Small, Fast S-Expression Library
|
API for a small, fast and portable s-expression parser library. More...
#include <stddef.h>
#include <stdio.h>
#include "faststack.h"
#include "cstring.h"
#include "sexp_memory.h"
#include "sexp_errors.h"
#include "sexp_ops.h"
Go to the source code of this file.
API for a small, fast and portable s-expression parser library.
typedef struct parser_event_handlers parser_event_handlers_t |
Some users would prefer to, instead of parsing a full string and walking a potentially huge sexp_t structure, use an XML SAX-style parser where events are triggered as certain parts of the s-expression are encountered. This structure contains a set of function pointers that are called by the parser as it hits expression start and end, and completes reading atoms and binary data. NOTE: The parser_event_handler struct that is a field in the continuation data structure is NOT freed by destroy_continuation since structs for callbacks are ALWAYS malloc'd by the user, not the library.
A continuation is used by the parser to save and restore state between invocations to support partial parsing of strings. For example, if we pass the string "(foo bar)(goo car)" to the parser, we want to be able to retrieve each s-expression one at a time - it would be difficult to return all s-expressions at once without knowing how many there are in advance (this would require more memory management than we want...). So, by using a continuation-based parser, we can call it with this string and have it return a continuation when it has parsed the first s-expression. Once we have processed the s-expression (accessible through the last_sexpr field of the continuation), we can call the parser again with the same string and continuation, and it will be able to pick up where it left off.
We use continuations instead of a state-ful parser to allow multiple concurrent strings to be parsed by simply maintaining a set of continuations. Manipulating continuations by hand is required if the continuation-based parser is called directly. This is not recommended unless you are willing to deal with potential errors and are willing to learn exactly how the continuation relates to the internals of the parser. A simpler approach is to use either the parse_sexp function that simply returns an s-expression without exposing the continuations, or the iparse_sexp function that allows iteratively popping one s-expression at a time from a string containing one or more s-expressions. Refer to the documentation for each parsing function for further details on behavior and usage.

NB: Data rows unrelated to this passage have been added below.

//! Bounded exponential backoff for collaborator calls

use cutover_signals::AdapterError;
use serde::{Deserialize, Serialize};
use std::future::Future;
use std::time::Duration;

/// Retry tuning for one kind of collaborator call
#[derive(Debug, Clone, Copy, PartialEq, Serialize, Deserialize)]
#[serde(default)]
pub struct RetryPolicy {
    /// Total attempts, including the first
    pub max_attempts: u32,
    /// Delay after the first failure
    #[serde(with = "crate::millis")]
    pub initial_backoff: Duration,
    /// Upper bound on any single delay
    #[serde(with = "crate::millis")]
    pub max_backoff: Duration,
    /// Growth factor between delays
    pub backoff_multiplier: f64,
    /// Budget for a single attempt
    #[serde(with = "crate::millis")]
    pub attempt_timeout: Duration,
}

impl Default for RetryPolicy {
    fn default() -> Self {
        Self {
            max_attempts: 5,
            initial_backoff: Duration::from_millis(200),
            max_backoff: Duration::from_secs(5),
            backoff_multiplier: 2.0,
            attempt_timeout: Duration::from_secs(10),
        }
    }
}

impl RetryPolicy {
    /// Delay after failed attempt number `attempt` (0-based), capped at
    /// `max_backoff`
    #[must_use]
    pub fn backoff_delay(&self, attempt: u32) -> Duration {
        #[allow(clippy::cast_possible_wrap)]
        let multiplier = self.backoff_multiplier.powi(attempt as i32);
        let delay = self.initial_backoff.as_secs_f64() * multiplier;
        let capped = delay.min(self.max_backoff.as_secs_f64());
        Duration::from_secs_f64(capped.max(0.0))
    }

    /// Longest time `run` can take: every attempt timing out, plus the
    /// backoff between them
    #[must_use]
    pub fn worst_case(&self) -> Duration {
        let attempts = self.max_attempts.max(1);
        let backoff: Duration = (0..attempts - 1).map(|a| self.backoff_delay(a)).sum();
        self.attempt_timeout.saturating_mul(attempts) + backoff
    }

    /// Set the attempt count
    #[must_use]
    pub fn with_max_attempts(mut self, attempts: u32) -> Self {
        self.max_attempts = attempts;
        self
    }

    /// Set the per-attempt timeout
    #[must_use]
    pub fn with_attempt_timeout(mut self, timeout: Duration) -> Self {
        self.attempt_timeout = timeout;
        self
    }

    /// Run `op` until it succeeds, fails with a non-retryable error, or the
    /// attempts run out
    ///
    /// Each attempt is bounded by `attempt_timeout`; an elapsed attempt counts
    /// as `AdapterError::Timeout`. `op` receives the 0-based attempt number.
    ///
    /// # Errors
    /// The last error seen
    pub async fn run<T, F, Fut>(&self, call: &str, mut op: F) -> Result<T, AdapterError>
    where
        F: FnMut(u32) -> Fut,
        Fut: Future<Output = Result<T, AdapterError>>,
    {
        let attempts = self.max_attempts.max(1);
        let mut attempt = 0;
        loop {
            let result = match tokio::time::timeout(self.attempt_timeout, op(attempt)).await {
                Ok(result) => result,
                Err(_) => Err(AdapterError::Timeout(self.attempt_timeout)),
            };
            match result {
                Ok(value) => {
                    if attempt > 0 {
                        tracing::info!(call, attempts = attempt + 1, "call succeeded after retry");
                    }
                    return Ok(value);
                }
                Err(err) if !err.is_retryable() => {
                    tracing::warn!(call, attempt, error = %err, "call rejected; not retrying");
                    return Err(err);
                }
                Err(err) if attempt + 1 >= attempts => {
                    tracing::warn!(call, attempts, error = %err, "retries exhausted");
                    return Err(err);
                }
                Err(err) => {
                    let delay = self.backoff_delay(attempt);
                    tracing::warn!(
                        call,
                        attempt,
                        delay_ms = delay.as_millis() as u64,
                        error = %err,
                        "call failed; backing off"
                    );
                    tokio::time::sleep(delay).await;
                    attempt += 1;
                }
            }
        }
    }
}

#[cfg(test)]
mod tests {
    use super::*;
    use std::sync::atomic::{AtomicU32, Ordering};

    #[test]
    fn worst_case_adds_timeouts_and_backoff() {
        let policy = RetryPolicy {
            max_attempts: 3,
            initial_backoff: Duration::from_millis(100),
            max_backoff: Duration::from_millis(150),
            backoff_multiplier: 2.0,
            attempt_timeout: Duration::from_secs(1),
        };
        assert_eq!(policy.worst_case(), Duration::from_millis(3250));
        assert_eq!(
            policy.with_max_attempts(0).worst_case(),
            Duration::from_secs(1)
        );
    }

    #[test]
    fn backoff_grows_and_caps() {
        let policy = RetryPolicy {
            initial_backoff: Duration::from_millis(100),
            max_backoff: Duration::from_millis(500),
            ..RetryPolicy::default()
        };
        assert_eq!(policy.backoff_delay(0), Duration::from_millis(100));
        assert_eq!(policy.backoff_delay(1), Duration::from_millis(200));
        assert_eq!(policy.backoff_delay(3), Duration::from_millis(500));
    }

    #[tokio::test(start_paused = true)]
    async fn transient_failures_are_retried() {
        let calls = AtomicU32::new(0);
        let result = RetryPolicy::default()
            .run("router", |_| {
                let n = calls.fetch_add(1, Ordering::SeqCst);
                async move {
                    if n < 2 {
                        Err(AdapterError::Unavailable("flaky".into()))
                    } else {
                        Ok(n)
                    }
                }
            })
            .await;
        assert_eq!(result, Ok(2));
        assert_eq!(calls.load(Ordering::SeqCst), 3);
    }

    #[tokio::test(start_paused = true)]
    async fn attempts_are_bounded() {
        let calls = AtomicU32::new(0);
        let result: Result<(), _> = RetryPolicy::default()
            .run("router", |_| {
                calls.fetch_add(1, Ordering::SeqCst);
                async { Err(AdapterError::Unavailable("down".into())) }
            })
            .await;
        assert!(result.is_err());
        assert_eq!(calls.load(Ordering::SeqCst), 5);
    }

    #[tokio::test(start_paused = true)]
    async fn rejection_stops_immediately() {
        let calls = AtomicU32::new(0);
        let result: Result<(), _> = RetryPolicy::default()
            .run("router", |_| {
                calls.fetch_add(1, Ordering::SeqCst);
                async { Err(AdapterError::Rejected("bad weight".into())) }
            })
            .await;
        assert_eq!(result, Err(AdapterError::Rejected("bad weight".into())));
        assert_eq!(calls.load(Ordering::SeqCst), 1);
    }

    #[tokio::test(start_paused = true)]
    async fn hung_attempts_time_out() {
        let policy = RetryPolicy::default()
            .with_max_attempts(2)
            .with_attempt_timeout(Duration::from_secs(1));
        let result: Result<(), _> = policy
            .run("router", |_| std::future::pending::<Result<(), AdapterError>>())
            .await;
        assert_eq!(result, Err(AdapterError::Timeout(Duration::from_secs(1))));
    }
}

An s-expression is represented as a linked structure of elements, where each element is either an atom or list. An atom corresponds to a string, while a list corresponds to an s-expression. The following grammar represents our definition of an s-expression:
sexpr ::= ( sx ) sx ::= atom sxtail | sexpr sxtail | 'sexpr sxtail | 'atom sxtail | NULL sxtail ::= sx | NULL atom ::= quoted | value quoted ::= "ws_string" value ::= nws_string
An atom can either be a quoted string, which is a string containing whitespace (possibly) surrounded by double quotes, or a non-whitespace string that does not require surrounding quotes. An element representing an atom will have a type of value and data stored in the val field. An element of type list represents an s-expression corresponding to sexpr in the grammar, and will have a pointer to the head of the appropriate s-expression. Details regarding these fields and their values given with the fields themselves. Notice that a single quote can appear directly before an s-expression or atom, similar to the use in LISP.
enum atom_t |
For an element that represents a value, the value can be interpreted as a more specific type. A basic value is a simple string with no whitespace (and therefore no quotes required). A double quote value, or dquote, is one that contains characters (such as whitespace) that requires quotation marks to contain the string. A single quote value, or squote, represents an element that is prefaced with a single tick-mark. This can be either an atom or s-expression, and the result is that the parser does not attempt to parse the element following the tick mark. It is simply stored as text. This is similar to the meaning of a tick mark in the Scheme or LISP family of programming languages. Finally, binary allows raw binary to be stored within an atom. Note that if the binary type is used, the data is stored in bindata with the length in binlength. Otherwise, the data us stored in the val field with val_used and val_allocated tracking the size of the value string and the total memory allocated for it.
enum elt_t |
An element in an s-expression can be one of three types: a value represents an atom with an associated text value. A list represents an s-expression, and the element contains a pointer to the head element of the associated s-expression.
enum parsermode_t |
parser mode flag used by continuation to toggle special parser behaviour.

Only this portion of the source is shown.